Would You Like to Be My Neighbor?

A month or so ago, my next-door neighbors moved out in a flurry of activity. A week after their departure, forms attached to the garage and front door revealed what I had suspected...foreclosure.

Ever the curious sort, I looked at online real estate sites to see what it was listed it. A few weeks after they moved out, it was finally posted. The asking price was really low, but it was a foreclosure, and those things are usually "as is".

I mentioned this new development to Mom in conversation. A couple weeks later, her and Mr. Recommendation go and look at the house. I tagged along out of curiosity, and I decided that my previous neighbors were all colorblind.

Today, Mom and Mr. Recommendation will make an offer for the house.

Brother is excited because this expands the size of land he can hunt squirrels on. I'm glad because I will be able to keep tabs on her. Not too close, though. The patio is on the other side of the house, so I won't see her in the event she partakes of too much tequila and tries to flash the neighbors. However, it will be handy to have Mr. Recommendation nearby in the event my toilet explodes.

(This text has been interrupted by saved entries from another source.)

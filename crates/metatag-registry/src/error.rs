//! Registry error types.

use std::path::PathBuf;

use metatag_vcs::{HostingError, StoreError};

use crate::graph::Problem;

/// Errors that can occur during registry operations.
#[derive(Debug, thiserror::Error)]
pub enum RegistryError {
    /// The package directory is not a repository.
    #[error("{package} is not a git repo ({path})")]
    NotAGitRepo { package: String, path: PathBuf },

    /// The package already has a url file in the registry.
    #[error("{package} is already registered")]
    AlreadyRegistered { package: String },

    /// No URL was given and the repository has no configured remote URL.
    #[error("{package}: no URL configured")]
    NoURLConfigured { package: String },

    /// The remote URL is not one the hosting provider understands.
    #[error("not a GitHub repo URL, can't make a pull request: {url}")]
    NotAGitHubRemote { url: String },

    /// Forking on the hosting provider failed.
    #[error("forking {repository} failed: {source}")]
    RemoteForkFailed {
        repository: String,
        #[source]
        source: HostingError,
    },

    /// The registry checkout is on another branch than the one being published.
    #[error("registry must be on {expected} to publish changes (currently on {actual})")]
    WrongBranch { expected: String, actual: String },

    /// The upstream branch has commits the local branch lacks.
    #[error("registry is behind {upstream} by {commits} commit(s); update before publishing")]
    BehindUpstream { upstream: String, commits: usize },

    /// The local branch has no commits beyond its upstream.
    #[error("there are no registry changes to publish on {branch}")]
    NothingToPublish { branch: String },

    /// A published pointer was edited locally.
    #[error("{package} v{version} pointer changed in the registry ({old} -> {new}); refusing to publish")]
    PointerDivergence {
        package: String,
        version: String,
        old: String,
        new: String,
    },

    /// The package tag points somewhere else than the registry pointer.
    #[error("{package} v{version} is incorrectly tagged: tag points at {actual}, {expected} expected")]
    TagMismatch {
        package: String,
        version: String,
        expected: String,
        actual: String,
    },

    /// A registry entry has no matching tag in the package repository.
    #[error("{package} v{version} is registered at {pointer} but the package has no tag v{version}")]
    UntaggedEntry {
        package: String,
        version: String,
        pointer: String,
    },

    /// Two tags naming the same version resolve to different commits.
    #[error("{package} has conflicting tags for v{version}: {first} and {second} point at different commits")]
    MistaggedVersion {
        package: String,
        version: String,
        first: String,
        second: String,
    },

    /// A requirement names a package absent from the registry.
    #[error("package {package} v{version} requires a non-registered package: {dependency}")]
    UnregisteredDependency {
        package: String,
        version: String,
        dependency: String,
    },

    /// Some package versions can never be installed.
    #[error("packages with unsatisfiable requirements found:\n{}", format_problems(.problems))]
    UnsatisfiableRequirements { problems: Vec<Problem> },

    /// Uncommitted changes block tagging.
    #[error("{path} is dirty; commit or stash changes to tag")]
    DirtyWorkingTree { path: PathBuf },

    /// Unknown version selector.
    #[error("invalid version selector: {selector} (expected bump, patch, minor or major)")]
    InvalidSelector { selector: String },

    /// Malformed version string.
    #[error("invalid version: {input}")]
    InvalidVersion { input: String },

    /// The candidate version breaks the numbering rules.
    #[error("cannot tag v{version}: {reason}")]
    VersionConflict { version: String, reason: String },

    /// The registry already records a different pointer for this version.
    #[error("{package} v{version} is already registered as {existing}, bailing")]
    PointerConflict {
        package: String,
        version: String,
        existing: String,
        attempted: String,
    },

    /// Creating or moving a tag failed.
    #[error("failed to create tag {tag}: {source}")]
    TagCreationError {
        tag: String,
        #[source]
        source: StoreError,
    },

    /// Restoring a tag after a failed registry update failed too.
    #[error("{cause}; additionally, rolling back tag {tag} failed: {source}")]
    TagRollbackFailed {
        tag: String,
        cause: Box<RegistryError>,
        #[source]
        source: StoreError,
    },

    /// A commit reference does not resolve.
    #[error("cannot find commit {reference} in {path}")]
    UnknownCommit { reference: String, path: PathBuf },

    /// A requirements line could not be parsed.
    #[error("invalid requirement `{line}`: {detail}")]
    InvalidRequirement { line: String, detail: String },

    /// Pushing a package's tags was rejected.
    #[error("pushing tags of {package} failed (already pushed: {}): {source}", list_or_none(.pushed))]
    PushFailed {
        package: String,
        pushed: Vec<String>,
        #[source]
        source: StoreError,
    },

    /// Content store error.
    #[error(transparent)]
    Store(#[from] StoreError),

    /// I/O error.
    #[error("I/O error: {0}")]
    Io(#[from] std::io::Error),
}

fn format_problems(problems: &[Problem]) -> String {
    problems
        .iter()
        .map(|p| {
            format!(
                "    {} v{}: no valid versions exist for package {}",
                p.package, p.version, p.requirement
            )
        })
        .collect::<Vec<_>>()
        .join("\n")
}

fn list_or_none(items: &[String]) -> String {
    if items.is_empty() {
        "none".to_string()
    } else {
        items.join(", ")
    }
}

/// Result type alias for registry operations.
pub type Result<T> = std::result::Result<T, RegistryError>;
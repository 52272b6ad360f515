//! First-time registration of a package.

use std::collections::BTreeMap;

use metatag_vcs::{normalize_url, ContentStore, Transaction};

use crate::error::{RegistryError, Result};
use crate::layout::{self, Workspace};
use crate::metadata;
use crate::requirements::{self, Requirement};
use crate::version::Version;
use crate::writer;

/// The outcome of registering a package.
#[derive(Debug, Clone)]
pub struct Registration {
    pub package: String,
    pub url: String,
    /// Versions recorded, ascending.
    pub versions: Vec<Version>,
    /// Registry commit, `None` when nothing changed.
    pub commit: Option<String>,
}

/// Map every `v<version>` tag of `repo` to the commit it resolves to.
///
/// Tags that are not versions are ignored. Two tags spelling the same version
/// (`v1.0` and `v1.0.0`) must agree on the commit.
pub fn version_tags<S: ContentStore + ?Sized>(
    repo: &S,
    package: &str,
) -> Result<BTreeMap<Version, String>> {
    let mut found: BTreeMap<Version, (String, String)> = BTreeMap::new();
    for tag in repo.tag_list()? {
        let Some(version) = Version::from_tag(&tag) else {
            continue;
        };
        let Some(commit) = repo.resolve_ref(&format!("refs/tags/{tag}"))? else {
            continue;
        };
        if let Some((first, existing)) = found.get(&version) {
            if *existing != commit {
                return Err(RegistryError::MistaggedVersion {
                    package: package.to_string(),
                    version: version.to_string(),
                    first: first.clone(),
                    second: tag,
                });
            }
            continue;
        }
        found.insert(version, (tag, commit));
    }
    Ok(found
        .into_iter()
        .map(|(version, (_, commit))| (version, commit))
        .collect())
}

/// Requirements recorded in `REQUIRE` at `commit`, empty if there is none.
pub fn requires_at<S: ContentStore + ?Sized>(repo: &S, commit: &str) -> Result<Vec<Requirement>> {
    match repo.read_blob_at(commit, layout::REQUIRE_FILE)? {
        Some(bytes) => requirements::parse(&String::from_utf8_lossy(&bytes)),
        None => Ok(Vec::new()),
    }
}

/// Register `package`, recording its URL and every existing version tag.
///
/// Without an explicit `url`, the package's configured remote URL is used.
/// GitHub URLs are normalised to their https form.
pub fn register(ws: &Workspace, package: &str, url: Option<&str>) -> Result<Registration> {
    let pkg_repo = ws.open_package(package)?;
    let url = match url {
        Some(url) => url.trim().to_string(),
        None => {
            let key = format!("remote.{}.url", ws.package_remote());
            pkg_repo
                .config(&key)?
                .filter(|u| !u.is_empty())
                .ok_or_else(|| RegistryError::NoURLConfigured {
                    package: package.to_string(),
                })?
        }
    };
    let url = normalize_url(&url);

    if metadata::is_registered(ws.registry_dir(), package) {
        return Err(RegistryError::AlreadyRegistered {
            package: package.to_string(),
        });
    }
    let registry = ws.open_registry()?;
    let tags = version_tags(&pkg_repo, package)?;

    let mut tx = Transaction::begin(&registry);
    tx.write(&layout::url_path(package), &format!("{url}\n"))?;
    for (version, commit) in &tags {
        let requires = requires_at(&pkg_repo, commit)?;
        writer::write_entry(&mut tx, package, version, commit, &requires, true)?;
    }

    let versions: Vec<Version> = tags.keys().cloned().collect();
    let mut message = format!("Register {package}");
    if !versions.is_empty() {
        let listed: Vec<String> = versions.iter().map(Version::tag_name).collect();
        message.push_str(&format!(": {}", listed.join(", ")));
    }
    let commit = tx.commit(&message)?;

    Ok(Registration {
        package: package.to_string(),
        url,
        versions,
        commit,
    })
}
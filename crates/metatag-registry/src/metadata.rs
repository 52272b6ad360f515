//! Reading registry entries from a registry working tree.

use std::collections::BTreeMap;
use std::path::Path;

use crate::error::Result;
use crate::layout;
use crate::requirements::{self, Requirement};
use crate::version::Version;

/// A registered package version.
#[derive(Debug, Clone, PartialEq, Eq)]
pub struct Available {
    /// Commit the version was registered at.
    pub pointer: String,
    pub requires: Vec<Requirement>,
}

/// Every registered version of every package.
pub type Availability = BTreeMap<String, BTreeMap<Version, Available>>;

/// Whether `package` has a url file in the registry.
pub fn is_registered(registry: &Path, package: &str) -> bool {
    registry.join(layout::url_path(package)).is_file()
}

/// The registered URL of `package`, if any.
pub fn read_url(registry: &Path, package: &str) -> Result<Option<String>> {
    let path = registry.join(layout::url_path(package));
    if !path.is_file() {
        return Ok(None);
    }
    let url = std::fs::read_to_string(path)?.trim().to_string();
    Ok(if url.is_empty() { None } else { Some(url) })
}

/// Registered versions of one package. Version directories whose name is not
/// a version, or which lack a pointer file, are skipped.
pub fn available_for(registry: &Path, package: &str) -> Result<BTreeMap<Version, Available>> {
    let mut versions = BTreeMap::new();
    let dir = registry.join(layout::versions_path(package));
    if !dir.is_dir() {
        return Ok(versions);
    }

    for entry in std::fs::read_dir(&dir)? {
        let entry = entry?;
        if !entry.path().is_dir() {
            continue;
        }
        let Some(version) = entry
            .file_name()
            .to_str()
            .and_then(|name| name.parse::<Version>().ok())
        else {
            continue;
        };
        let sha1 = entry.path().join("sha1");
        if !sha1.is_file() {
            continue;
        }
        let pointer = std::fs::read_to_string(&sha1)?.trim().to_string();
        let requires_path = entry.path().join("requires");
        let requires = if requires_path.is_file() {
            requirements::parse(&std::fs::read_to_string(&requires_path)?)?
        } else {
            Vec::new()
        };
        versions.insert(version, Available { pointer, requires });
    }
    Ok(versions)
}

/// Registered versions of every package with a url file.
pub fn available(registry: &Path) -> Result<Availability> {
    let mut avail = Availability::new();
    if !registry.is_dir() {
        return Ok(avail);
    }
    for entry in std::fs::read_dir(registry)? {
        let entry = entry?;
        let Some(name) = entry.file_name().to_str().map(str::to_string) else {
            continue;
        };
        if name.starts_with('.') || !entry.path().is_dir() || !is_registered(registry, &name) {
            continue;
        }
        let versions = available_for(registry, &name)?;
        avail.insert(name, versions);
    }
    Ok(avail)
}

I was pretty stoked about the idea of having my basement back, until Brother announced he would be moving down there after Mr. Recommendation cleared out all his tools and stuff. It would be more room for him, but he would have to share the space with my pantry, and storage room. On the bright side, it frees up the guest room, and my quandary as to where to put a second kennel will be solved.

Even better, I won't have to listen to Brother and his Flavor of the Week getting their freak on.


IDigSmartLadies said...

I don't want to be the rain on the parade, but looking far in the future, there is both upside and downside.

Downside (for a guy) is that living next door to the in-laws would be a MAJOR DRAG. Maybe I'm just sensitive, and living ten minutes from mine is too close for my delicate sensibilities. It wasn't until I told my wife that while I like her family, having them in my home three times a week is somewhat excessive, that there was change to the situation. If I want to strip down to my comfy pajama pants, I don't want to have to wait until after ten o'clock to do it because we've got guests over for the second or third time this week.

Now, the upside. If Heather's Grand Adventure Kingdom should devlop some expatriates in the future, you'll have ready child care right next door. If our babysitter lived next door, staying out a little later would be a possibility.

meesha.v said...

bad idea seconded

Heather said...

Rest your spincters. I'm told they will probably flip the house when the market upturns.

I didn't know you guys were that interested in me. *blush*

Besides, my Mom is one of the nice parental units you wouldn't mind for your neighbor.

IDigSmartLadies said...

Meh. The only people I want in my home on a regular basis are my wife and the drunk midgets, who seem to be inexorably drawn to cartoons and crayons, that spend a lot of time there.

I like my wife's family, but coming from someone who sees their family about as often as a corporation holds a board meeting (once a quarter), I prefer limits and boundaries.